40 - Assessment of cerebral perfusion and metabolism following neonatal seizures in a preclinical model

Monday, May 1, 2023

9:30 AM – 11:30 AM ET

Poster Number: 40
Publication Number: 40.435

Kelly Harvey-Jones, University College London, London, England, United Kingdom; Magdalena Sokolska, University College London Hospitals, London, England, United Kingdom; Francisco Torrealdea, UCLH, London, England, United Kingdom; Alexiane M. Touze, University College London, London, England, United Kingdom; Vinita Verma, University College London hospital, Watford, England, United Kingdom; Christopher Meehan, University College London, London, England, United Kingdom; Alison Mintoft, University College London, London, England, United Kingdom; Georgina L. Norris, University College London, London, England, United Kingdom; Ellie Campbell, University College London, London, England, United Kingdom; Katie Tucker, UCL, London, England, United Kingdom; Geraldine B. Boylan, University College Cork, Cork, Cork, Ireland; Nicola J. Robertson, University College London and University of Edinburgh, Bicester, England, United Kingdom; Subhabrata Mitra, University College London, London, England, United Kingdom

Presenting Author(s)

SM

Subhabrata Mitra, PhD (he/him/his)

Associate Professor and Honorary Consultant Neonatologist
University College London
London, England, United Kingdom

Background:

Seizures induce significant changes in cerebral metabolism and perfusion. MR imaging and proton MR spectroscopy (¹H MRS) are standard MR tools to assess neonatal seizures. Phosphorus (³¹P) MRS and arterial spin labelling (ASL) MRI are other techniques for the assessment of cerebral metabolism and perfusion respectively.

Objective:

To assess the effect of seizures on brain perfusion and metabolism using pre and post ictally acquired MR imaging, ¹H MRS, ³¹P MRS and ASL MRI, in a preclinical model of a healthy newborn brain.

Design/Methods:

Ten healthy male newborn piglets had seizure induction with bicuculine 4mg/kg IV over two time periods 3h apart. Piglets were sedated and anaesthetised throughout the experiment and underwent aEEG/EEG and systemic physiological monitoring. All imaging data were acquired in a 3T Philips Achieva scanner using a Lammers Medical MR Conditional transport incubator, Lammers 8ch custom-made proton coil and Philips phosphorous flex coil. Each animal had a scan at the start of the study (pre-ictal) and a repeat scan 5h p seizure (post-ictal).

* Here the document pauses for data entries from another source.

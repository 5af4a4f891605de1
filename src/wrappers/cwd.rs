//! Current-working-directory wrapper. `chdir` affects process-global
//! state the kernel has no per-thread undo for, so it is irrevocable-only,
//! the same policy as `sync_tx`/`unlink_tx`.

use std::path::{Path, PathBuf};

use crate::error::Error;
use crate::tx::Transaction;

pub fn getcwd_tx(_tx: &Transaction) -> Result<PathBuf, Error> {
    std::env::current_dir().map_err(Error::from)
}

pub fn chdir_tx<P: AsRef<Path>>(tx: &mut Transaction, path: P) -> Result<(), Error> {
    if !tx.is_irrevocable() {
        return Err(tx.request_irrevocable());
    }
    nix::unistd::chdir(path.as_ref()).map_err(Error::from)
}

#[cfg(test)]
mod tests {
    use super::*;
    use crate::config::TxConfig;
    use crate::shadow::file_tx::CcMode;

    #[test]
    fn getcwd_matches_the_process_working_directory() {
        let config = TxConfig::default();
        let got = crate::tx::begin(CcMode::Twopl, &config, |tx| getcwd_tx(tx)).expect("commit");
        assert_eq!(got, std::env::current_dir().expect("current_dir"));
    }
}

ASL was performed using pseudo-continuous labelling (pCASL) with 1.8s labelling duration and 2s post-labelling delay and a 3D GRASE readout (TE/TR=13 ms/4187 ms, voxel size 2.5*2.5*5 (mm), 26 slices). Cerebral blood flow [ml/100g/min] maps were computed and mean CBF[ml/100g/min] within regions were quantified using an automated atlas segmentation approach. Chemical shift imaging (CSI) was acquired with an 8 × 8 matrix, a voxel size of 7.5 × 7.5 mm2 and slab thickness of 10 mm (TE/TR= repetition time was 288 ms / 2 s. CSI data was processed using TARQUIN yielding signal amplitudes. ³¹P MRS was acquired with Image-Selected In vivo Spectroscopy (ISIS) voxel size of 40x55x70 mm (adapted to include the whole brain) (FID, TR=10000ms). ISIS data was processed using JMRUI.

Results:

Generalised tonic clonic seizures with electrographic changes noted immediately after bicuculine administration. Significant differences noted between the pre-ictal and post-ictal period in the whole brain (P=0.007) and cortical (P=0.004) blood flow (CBF) (figure 1A, 1B). In the post-ictal period, there was a trend to an increase in Intracellular pH (pHi) as a result of postepileptic intracellular alkalosis (fig 1E), (7.13±0.07 vs 7.18±0.08) and reduction in brain energy metabolism high energy phosphate state (NTP/epp) (figure 1D). Lac/NAA on ¹H MRS did not differ between the two scans.

Conclusion(s):

Increased whole brain and cortical perfusion measured on ASL-MRI persisted following seizures 5h after the seizure induction in a preclinical seizure model.